[Start of section]

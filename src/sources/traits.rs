use async_trait::async_trait;

use crate::errors::SourceResult;

/// Retrieves a playlist document as text
///
/// Implementations perform a single bounded-time attempt; there is no retry.
#[async_trait]
pub trait PlaylistFetcher: Send + Sync {
    /// Fetch the raw document at `url`
    async fn fetch_text(&self, url: &str) -> SourceResult<String>;
}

[End of section]

_Work to be completed_
Only an exact copy of the entries above will do.

_Reply to the task_
filename src/sources/traits.rs
use async_trait::async_trait;

use crate::errors::SourceResult;

/// Retrieves a playlist document as text
///
/// Implementations perform a single bounded-time attempt; there is no retry.
#[async_trait]
pub trait PlaylistFetcher: Send + Sync {
    /// Fetch the raw document at `url`
    async fn fetch_text(&self, url: &str) -> SourceResult<String>;
}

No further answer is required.